### YOUR GOAL
Look through the lines below, find those with the word "BTreeMap", and copy them.

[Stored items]
----------

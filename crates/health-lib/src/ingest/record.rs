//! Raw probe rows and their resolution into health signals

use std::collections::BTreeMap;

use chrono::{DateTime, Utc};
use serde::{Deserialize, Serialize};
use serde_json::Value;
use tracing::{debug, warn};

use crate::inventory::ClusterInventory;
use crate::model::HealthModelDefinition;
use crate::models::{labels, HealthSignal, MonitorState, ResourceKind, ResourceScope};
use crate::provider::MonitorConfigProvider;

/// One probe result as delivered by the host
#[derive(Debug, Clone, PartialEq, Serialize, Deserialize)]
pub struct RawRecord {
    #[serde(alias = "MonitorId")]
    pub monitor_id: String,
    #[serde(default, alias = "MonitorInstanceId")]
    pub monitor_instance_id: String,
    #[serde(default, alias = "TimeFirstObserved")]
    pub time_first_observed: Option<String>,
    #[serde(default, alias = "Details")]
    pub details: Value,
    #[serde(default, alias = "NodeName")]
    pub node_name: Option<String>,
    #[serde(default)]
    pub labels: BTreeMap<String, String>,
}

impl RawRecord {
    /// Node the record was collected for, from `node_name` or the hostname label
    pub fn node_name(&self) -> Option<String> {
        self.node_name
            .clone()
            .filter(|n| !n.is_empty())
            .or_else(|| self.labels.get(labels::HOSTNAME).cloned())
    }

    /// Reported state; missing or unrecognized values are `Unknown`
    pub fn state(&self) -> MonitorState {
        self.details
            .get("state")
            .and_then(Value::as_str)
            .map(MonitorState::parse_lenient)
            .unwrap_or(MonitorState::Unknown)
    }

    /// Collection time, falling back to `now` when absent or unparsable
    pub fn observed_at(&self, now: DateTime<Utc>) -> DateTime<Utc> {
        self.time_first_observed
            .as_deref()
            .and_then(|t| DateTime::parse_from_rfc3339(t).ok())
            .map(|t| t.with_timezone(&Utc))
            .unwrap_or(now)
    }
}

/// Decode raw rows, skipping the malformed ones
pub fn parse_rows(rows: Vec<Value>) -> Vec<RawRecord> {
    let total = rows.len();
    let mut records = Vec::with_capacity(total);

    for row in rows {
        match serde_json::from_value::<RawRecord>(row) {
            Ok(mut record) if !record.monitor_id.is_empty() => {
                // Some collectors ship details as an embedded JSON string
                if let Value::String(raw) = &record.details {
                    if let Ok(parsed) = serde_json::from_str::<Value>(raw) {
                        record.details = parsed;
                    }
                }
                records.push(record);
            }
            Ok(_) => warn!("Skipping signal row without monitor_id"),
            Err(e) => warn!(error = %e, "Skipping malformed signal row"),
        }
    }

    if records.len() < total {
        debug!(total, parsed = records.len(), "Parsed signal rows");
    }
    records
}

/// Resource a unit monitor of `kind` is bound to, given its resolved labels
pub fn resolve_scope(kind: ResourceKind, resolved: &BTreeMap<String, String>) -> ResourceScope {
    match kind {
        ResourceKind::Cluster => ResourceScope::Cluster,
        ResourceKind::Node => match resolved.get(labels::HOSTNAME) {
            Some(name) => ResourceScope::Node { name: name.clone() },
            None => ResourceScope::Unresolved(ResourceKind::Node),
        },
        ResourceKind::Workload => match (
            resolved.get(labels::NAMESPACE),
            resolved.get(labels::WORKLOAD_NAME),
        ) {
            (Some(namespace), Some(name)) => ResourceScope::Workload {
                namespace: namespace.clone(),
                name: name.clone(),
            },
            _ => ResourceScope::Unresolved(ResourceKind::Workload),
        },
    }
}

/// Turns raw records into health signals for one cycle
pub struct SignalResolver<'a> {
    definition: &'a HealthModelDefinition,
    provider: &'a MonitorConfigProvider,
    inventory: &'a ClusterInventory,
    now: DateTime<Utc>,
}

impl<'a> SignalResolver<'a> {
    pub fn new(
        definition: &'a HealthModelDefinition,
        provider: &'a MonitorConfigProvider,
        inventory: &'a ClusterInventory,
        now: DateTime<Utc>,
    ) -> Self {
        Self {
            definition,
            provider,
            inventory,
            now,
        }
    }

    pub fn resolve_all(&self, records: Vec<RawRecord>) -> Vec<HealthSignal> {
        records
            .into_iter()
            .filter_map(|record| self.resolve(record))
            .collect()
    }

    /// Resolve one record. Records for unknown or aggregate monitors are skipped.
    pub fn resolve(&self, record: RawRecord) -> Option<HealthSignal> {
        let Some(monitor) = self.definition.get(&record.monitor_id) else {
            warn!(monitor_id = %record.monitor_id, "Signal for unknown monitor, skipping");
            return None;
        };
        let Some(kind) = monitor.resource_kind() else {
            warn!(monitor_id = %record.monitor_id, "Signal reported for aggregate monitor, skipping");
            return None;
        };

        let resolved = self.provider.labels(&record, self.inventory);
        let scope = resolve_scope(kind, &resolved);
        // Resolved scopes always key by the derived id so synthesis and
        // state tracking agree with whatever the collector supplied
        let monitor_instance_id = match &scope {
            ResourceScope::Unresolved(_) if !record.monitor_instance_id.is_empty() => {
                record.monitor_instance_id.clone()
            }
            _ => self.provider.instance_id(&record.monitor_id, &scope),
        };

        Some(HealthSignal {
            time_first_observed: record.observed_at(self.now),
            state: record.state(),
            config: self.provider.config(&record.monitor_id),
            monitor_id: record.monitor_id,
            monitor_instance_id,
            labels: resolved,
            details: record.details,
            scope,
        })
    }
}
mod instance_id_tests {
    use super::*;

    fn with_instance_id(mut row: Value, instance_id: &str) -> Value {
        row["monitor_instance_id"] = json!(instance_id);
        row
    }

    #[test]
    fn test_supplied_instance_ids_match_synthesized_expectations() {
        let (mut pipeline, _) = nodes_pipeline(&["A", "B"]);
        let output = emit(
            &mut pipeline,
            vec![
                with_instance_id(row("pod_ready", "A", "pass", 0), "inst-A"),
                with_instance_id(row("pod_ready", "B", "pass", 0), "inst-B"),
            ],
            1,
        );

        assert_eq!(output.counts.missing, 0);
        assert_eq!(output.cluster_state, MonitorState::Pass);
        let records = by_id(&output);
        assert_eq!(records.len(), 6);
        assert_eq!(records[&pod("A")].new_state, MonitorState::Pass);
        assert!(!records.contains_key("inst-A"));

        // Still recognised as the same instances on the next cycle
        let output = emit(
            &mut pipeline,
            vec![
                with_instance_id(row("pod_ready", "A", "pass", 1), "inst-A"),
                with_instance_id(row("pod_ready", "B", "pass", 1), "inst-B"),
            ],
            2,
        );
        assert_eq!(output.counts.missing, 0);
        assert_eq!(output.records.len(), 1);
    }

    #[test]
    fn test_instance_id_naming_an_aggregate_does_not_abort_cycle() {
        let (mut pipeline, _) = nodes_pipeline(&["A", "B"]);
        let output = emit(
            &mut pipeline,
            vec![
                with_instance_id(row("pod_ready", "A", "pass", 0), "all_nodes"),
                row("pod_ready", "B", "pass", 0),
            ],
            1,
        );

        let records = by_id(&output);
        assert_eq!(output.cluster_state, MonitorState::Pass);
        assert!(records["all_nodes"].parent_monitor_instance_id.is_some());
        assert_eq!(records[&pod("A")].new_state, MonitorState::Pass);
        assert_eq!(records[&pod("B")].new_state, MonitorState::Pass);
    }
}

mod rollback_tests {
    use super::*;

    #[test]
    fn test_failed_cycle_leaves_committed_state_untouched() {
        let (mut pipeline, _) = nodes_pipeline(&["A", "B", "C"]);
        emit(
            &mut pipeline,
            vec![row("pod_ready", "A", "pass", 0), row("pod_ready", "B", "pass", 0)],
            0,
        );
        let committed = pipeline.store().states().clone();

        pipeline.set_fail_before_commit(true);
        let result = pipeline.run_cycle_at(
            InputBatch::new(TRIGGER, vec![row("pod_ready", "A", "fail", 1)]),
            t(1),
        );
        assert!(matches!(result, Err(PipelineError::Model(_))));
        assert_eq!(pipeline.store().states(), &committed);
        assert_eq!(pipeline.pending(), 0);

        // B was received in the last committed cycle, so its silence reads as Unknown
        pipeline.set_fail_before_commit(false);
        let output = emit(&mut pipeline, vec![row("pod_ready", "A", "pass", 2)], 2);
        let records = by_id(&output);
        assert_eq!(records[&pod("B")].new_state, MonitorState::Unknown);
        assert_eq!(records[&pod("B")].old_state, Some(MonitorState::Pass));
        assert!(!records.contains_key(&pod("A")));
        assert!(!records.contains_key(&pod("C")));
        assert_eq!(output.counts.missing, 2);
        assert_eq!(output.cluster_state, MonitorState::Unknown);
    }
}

----------

### TASK ANSWER
use std::collections::BTreeMap;
    pub labels: BTreeMap<String, String>,
pub fn resolve_scope(kind: ResourceKind, resolved: &BTreeMap<String, String>) -> ResourceScope {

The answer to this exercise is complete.